The ALC currently houses a total of four managed service providers offering smaller chunks of rack space to players who do not wish to rent a full rack from the ASX.
Nomura-backed managed service provider MarketPrizm, for example, shares its two ALC racks with overseas investment banks and high-frequency traders, and has three other racks on reserve.
Thurman said local high-frequency traders tended to lease up to three racks, whereas banks tended to take up more space to account for fluctuating demand internally and from customers.
Investment bank CIMB Securities moved all primary data centre systems to the ALC when it split from the Royal Bank of Scotland last year.
Thurman said one unnamed investment bank leased an entire row of 21 racks within the ALC. “They see it more as securing real estate to have all their technology in a single row, versus having their technology scattered all across the data centre,” he explained.
Moving closer to matching engines
Latency has become a growing challenge for stock market technologists in recent years as market participants rely increasingly on algorithms to execute trades.

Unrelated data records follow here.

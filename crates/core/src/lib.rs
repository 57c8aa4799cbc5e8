//! Core library for the membership admin service
//!
//! This crate contains the document model and storage, including:
//! - Members and their funded account balances
//! - Health applications tied to a member, with legacy record migration

pub mod error;
pub mod health;
pub mod member;

pub use error::Error;
pub type Result<T> = std::result::Result<T, Error>;
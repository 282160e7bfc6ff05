use crate::state::{MapLike, TileKind, Vec2};

/// Position (bottom-center of the sprite) and per-tick velocity.
#[derive(Clone, Copy, Debug, PartialEq)]
pub struct Body {
    pub position: Vec2,
    pub velocity: Vec2,
}

/// Probe offsets derived from the standing sprite size.
#[derive(Clone, Copy, Debug, PartialEq)]
pub struct ProbeConfig {
    pub wall_probe_distance: f32,
    pub ceiling_probe_distance: f32,
    pub height: f32,
}

impl ProbeConfig {
    pub fn for_sprite(width: u32, height: u32) -> ProbeConfig {
        ProbeConfig {
            wall_probe_distance: (width as f32 * 0.3).trunc(),
            ceiling_probe_distance: (height as f32 * 0.95).trunc(),
            height: height as f32,
        }
    }
}

/// The six sample points tested against the grid each tick.
#[derive(Clone, Copy, Debug)]
pub struct Probes {
    pub top: Vec2,
    pub left_high: Vec2,
    pub right_high: Vec2,
    pub left_low: Vec2,
    pub right_low: Vec2,
    pub feet: Vec2,
}

impl Probes {
    pub fn around(position: Vec2, config: &ProbeConfig) -> Probes {
        let left_x = position.x - config.wall_probe_distance;
        let right_x = position.x + config.wall_probe_distance;
        let low_y = position.y - 0.2 * config.height;
        let high_y = position.y - 0.8 * config.height;

        Probes {
            top: Vec2::new(position.x, position.y - config.ceiling_probe_distance),
            left_high: Vec2::new(left_x, high_y),
            right_high: Vec2::new(right_x, high_y),
            left_low: Vec2::new(left_x, low_y),
            right_low: Vec2::new(right_x, low_y),
            feet: position,
        }
    }

    pub fn all(&self) -> [Vec2; 6] {
        [
            self.top,
            self.left_high,
            self.left_low,
            self.right_high,
            self.right_low,
            self.feet,
        ]
    }
}

pub struct CollisionResult {
    pub body: Body,
    pub hazard: bool,
    pub hit_ceiling: bool,
    pub embedded: bool,
    pub hit_left: bool,
    pub hit_right: bool,
}

/// Pushes a body that has already been advanced by its velocity back out of solid tiles.
///
/// Probes are sampled once, before any correction. A probe on a kill block stops
/// processing and leaves the body as it was. Ground state is not handled here.
pub fn resolve_collisions(map: &dyn MapLike, body: &Body, config: &ProbeConfig) -> CollisionResult {
    let probes = Probes::around(body.position, config);
    let mut out = CollisionResult {
        body: *body,
        hazard: false,
        hit_ceiling: false,
        embedded: false,
        hit_left: false,
        hit_right: false,
    };

    if probes
        .all()
        .iter()
        .any(|p| map.tile_at(*p) == TileKind::KillBlock)
    {
        out.hazard = true;
        return out;
    }

    let position = &mut out.body.position;
    let velocity = &mut out.body.velocity;

    if map.is_solid_at(probes.top) {
        out.hit_ceiling = true;
        if map.is_solid_at(probes.feet) {
            // Wedged top and bottom: take the whole move back
            *position -= *velocity;
            *velocity = Vec2::ZERO;
            out.embedded = true;
        } else {
            position.y = map.bottom_of_square(probes.top) + config.ceiling_probe_distance;
            if velocity.y < 0.0 {
                velocity.y = 0.0;
            }
        }
    }

    for probe in [probes.left_low, probes.left_high] {
        if map.is_solid_at(probe) {
            out.hit_left = true;
            position.x = map.right_of_square(probe) + config.wall_probe_distance;
            if velocity.x < 0.0 {
                velocity.x = 0.0;
            }
        }
    }

    for probe in [probes.right_low, probes.right_high] {
        if map.is_solid_at(probe) {
            out.hit_right = true;
            position.x = map.left_of_square(probe) - config.wall_probe_distance;
            if velocity.x > 0.0 {
                velocity.x = 0.0;
            }
        }
    }

    out
}

#[cfg(test)]
mod tests {
    use super::*;
    use crate::state::{LevelTemplate, TileWorld};

    // 60px cells, sprite 40x50: wall probe 12, ceiling probe 47
    fn config() -> ProbeConfig {
        ProbeConfig::for_sprite(40, 50)
    }

    fn world(rows: &[&str]) -> TileWorld {
        TileWorld::new(LevelTemplate::parse(60, rows).unwrap())
    }

    fn body(x: f32, y: f32, vx: f32, vy: f32) -> Body {
        Body {
            position: Vec2::new(x, y),
            velocity: Vec2::new(vx, vy),
        }
    }

    #[test]
    fn test_probe_distances_truncate() {
        let c = ProbeConfig::for_sprite(33, 51);
        assert_eq!(c.wall_probe_distance, 9.0);
        assert_eq!(c.ceiling_probe_distance, 48.0);
        assert_eq!(c.height, 51.0);
    }

    #[test]
    fn test_probe_layout() {
        let p = Probes::around(Vec2::new(100.0, 200.0), &config());
        assert_eq!(p.top, Vec2::new(100.0, 153.0));
        assert_eq!(p.left_high, Vec2::new(88.0, 160.0));
        assert_eq!(p.right_high, Vec2::new(112.0, 160.0));
        assert_eq!(p.left_low, Vec2::new(88.0, 190.0));
        assert_eq!(p.right_low, Vec2::new(112.0, 190.0));
        assert_eq!(p.feet, Vec2::new(100.0, 200.0));
    }

    #[test]
    fn test_free_space_is_untouched() {
        let w = world(&["#####", "#...#", "#P..#", "#####"]);
        let b = body(150.0, 170.0, 3.0, -2.0);
        let res = resolve_collisions(&w, &b, &config());
        assert_eq!(res.body, b);
        assert!(!res.hazard && !res.hit_ceiling && !res.hit_left && !res.hit_right);
    }

    #[test]
    fn test_ceiling_snaps_below_tile_and_stops_upward_motion() {
        // Top probe at y = 100 - 47 = 53 lands in the solid top row
        let w = world(&["#####", "#...#", "#P..#", "#####"]);
        let b = body(150.0, 100.0, 0.0, -5.0);
        let res = resolve_collisions(&w, &b, &config());
        assert!(res.hit_ceiling);
        assert!(!res.embedded);
        assert_eq!(res.body.position.y, 60.0 + 47.0);
        assert_eq!(res.body.velocity.y, 0.0);
    }

    #[test]
    fn test_ceiling_keeps_downward_velocity() {
        let w = world(&["#####", "#...#", "#P..#", "#####"]);
        let b = body(150.0, 100.0, 0.0, 2.0);
        let res = resolve_collisions(&w, &b, &config());
        assert_eq!(res.body.position.y, 107.0);
        assert_eq!(res.body.velocity.y, 2.0);
    }

    #[test]
    fn test_embedded_undoes_whole_move() {
        // Top probe and feet both inside solid cells
        let w = world(&["#####", "#P..#", "#####", "#####"]);
        let b = body(150.0, 200.0, 4.0, 6.0);
        let res = resolve_collisions(&w, &b, &config());
        assert!(res.embedded);
        assert_eq!(res.body.velocity, Vec2::ZERO);
        assert_eq!(res.body.position.y, 194.0);
    }

    #[test]
    fn test_left_wall_pushes_right() {
        // Left probes at x = 58 sit in the wall column
        let w = world(&["#####", "#P..#", "#...#", "#####"]);
        let b = body(70.0, 170.0, -4.0, 0.0);
        let res = resolve_collisions(&w, &b, &config());
        assert!(res.hit_left);
        assert_eq!(res.body.position.x, 60.0 + 12.0);
        assert_eq!(res.body.velocity.x, 0.0);
    }

    #[test]
    fn test_right_wall_pushes_left() {
        let w = world(&["#####", "#P..#", "#...#", "#####"]);
        let b = body(230.0, 170.0, 4.0, 0.0);
        let res = resolve_collisions(&w, &b, &config());
        assert!(res.hit_right);
        assert_eq!(res.body.position.x, 240.0 - 12.0);
        assert_eq!(res.body.velocity.x, 0.0);
    }

    #[test]
    fn test_wall_keeps_velocity_moving_away() {
        let w = world(&["#####", "#P..#", "#...#", "#####"]);
        let b = body(70.0, 170.0, 3.0, 0.0);
        let res = resolve_collisions(&w, &b, &config());
        assert_eq!(res.body.position.x, 72.0);
        assert_eq!(res.body.velocity.x, 3.0);
    }

    #[test]
    fn test_only_low_probe_hits_step() {
        // A one-tile step: only the shin-high probe reaches the solid cell
        let w = world(&["#####", "#P..#", "#..##", "#####"]);
        let b = body(172.0, 150.0, 5.0, 0.0);
        let res = resolve_collisions(&w, &b, &config());
        assert!(res.hit_right);
        assert_eq!(res.body.position.x, 180.0 - 12.0);
    }

    #[test]
    fn test_hazard_short_circuits() {
        let w = world(&["#####", "#P..#", "#..x#", "#####"]);
        let b = body(175.0, 175.0, 5.0, -3.0);
        let res = resolve_collisions(&w, &b, &config());
        assert!(res.hazard);
        assert_eq!(res.body, b);
    }
}
use crate::error::LoadError;
use crate::sound_handler::Sound;
use image::GenericImageView;
use std::collections::HashMap;
use std::fs;
use std::path::Path;

macro_rules! define_sprites {
    ($($variant:ident => $file:literal),+ $(,)?) => {
        #[derive(Copy, Clone, Eq, PartialEq, Hash, Debug)]
        pub enum Sprite {
            $($variant),+
        }

        impl Sprite {
            pub const ALL: &'static [Sprite] = &[
                $(Sprite::$variant),+
            ];

            pub const fn file_name(self) -> &'static str {
                match self {
                    $(Sprite::$variant => $file),+
                }
            }
        }
    };
}

define_sprites! {
    GuyStand => "guy.png",
    GuyRun1  => "run1.png",
    GuyRun2  => "run2.png",
}

pub struct SpriteImage {
    pub w: u32,
    pub h: u32,
    pub rgba: Vec<u8>,
}

/// Every image and sample the game needs, loaded once at startup.
///
/// Loading is all-or-nothing: a missing or undecodable file fails the whole
/// bundle, so lookups afterwards cannot miss.
pub struct Resources {
    sprites: HashMap<Sprite, SpriteImage>,
    sounds: HashMap<Sound, Vec<u8>>,
}

fn read_file(path: &Path) -> Result<Vec<u8>, LoadError> {
    fs::read(path).map_err(|source| LoadError::Io {
        path: path.to_path_buf(),
        source,
    })
}

fn load_sprite(path: &Path) -> Result<SpriteImage, LoadError> {
    let bytes = read_file(path)?;
    let img = image::load_from_memory(&bytes).map_err(|source| LoadError::Image {
        path: path.to_path_buf(),
        source,
    })?;
    let (w, h) = img.dimensions();
    Ok(SpriteImage {
        w,
        h,
        rgba: img.to_rgba8().into_raw(),
    })
}

impl Resources {
    pub fn load(asset_dir: impl AsRef<Path>) -> Result<Resources, LoadError> {
        let asset_dir = asset_dir.as_ref();

        let mut sprites = HashMap::new();
        for sprite in Sprite::ALL {
            let image = load_sprite(&asset_dir.join("images").join(sprite.file_name()))?;
            sprites.insert(*sprite, image);
        }

        let mut sounds = HashMap::new();
        for sound in Sound::ALL {
            let bytes = read_file(&asset_dir.join("sounds").join(sound.file_name()))?;
            sounds.insert(*sound, bytes);
        }

        log::info!(
            "loaded {} sprites and {} sounds from {}",
            sprites.len(),
            sounds.len(),
            asset_dir.display()
        );

        Ok(Resources { sprites, sounds })
    }

    pub fn sprite(&self, sprite: Sprite) -> &SpriteImage {
        &self.sprites[&sprite]
    }

    pub fn sound_bytes(&self, sound: Sound) -> &[u8] {
        &self.sounds[&sound]
    }

    /// The standing sprite's size is the player's physical size.
    pub fn player_size(&self) -> (u32, u32) {
        let stand = self.sprite(Sprite::GuyStand);
        (stand.w, stand.h)
    }
}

Last August, ASX chief executive officer Elmer Funke Kupper said high-frequency trading accounted for 15 to 20 percent of equities trading. The New York Times reported that high-frequency traders accounted for about 51 percent of US stock trading volumes in October.
New York Stock Exchange (NYSE) technology veteran Steve Rubinow told an Auckland technology conference last July that stock exchange data centre designs now accounted for nanosecond differences in speed.
“It’s very important for our customers to be as physically close to our servers as they can possibly be — we know it takes about one nanosecond for light to travel one foot, and our industry cares about that,” he said at the time.
The ASX has attempted to level the playing field by connecting all ALC co-location racks to trading systems in a locked, high-density area by exactly 62 metres of fibre.
Thurman noted that the NYSE had a circular co-location room, with all customers located an equal distance from trading platforms in the centre of the room.
But the circular room was “more for show”, he said.
“With the equal-distance cable, it doesn’t really matter [where customers’ colocation racks are physically located within the room]. A lot of the technologists who come in understand that.”
ASX senior manager of market development and sales Paul Stonham told iTnews that some larger exchanges offered two lengths of cables – for example, 30 metres and 60 metres – with the shorter length priced much higher.
The SGX, for example, offers ‘tier one’ and ‘tier two’ co-location with less than 100 microseconds of round-trip network latency, as well as proximity hosting (800 to 1250 microseconds) and leased line or MPLS connectivity (6000 to 13,000 microseconds).
Thurman expected market participants to demand shorter distances to trade matching engines with time, speculating that customer code could merge with trading platforms in 15 years.
“Maybe five, ten years from now, colocation will be something totally different,” he said. “It’s going to keep getting closer, closer to the trading platform. How you accomplish that is going to be the question.”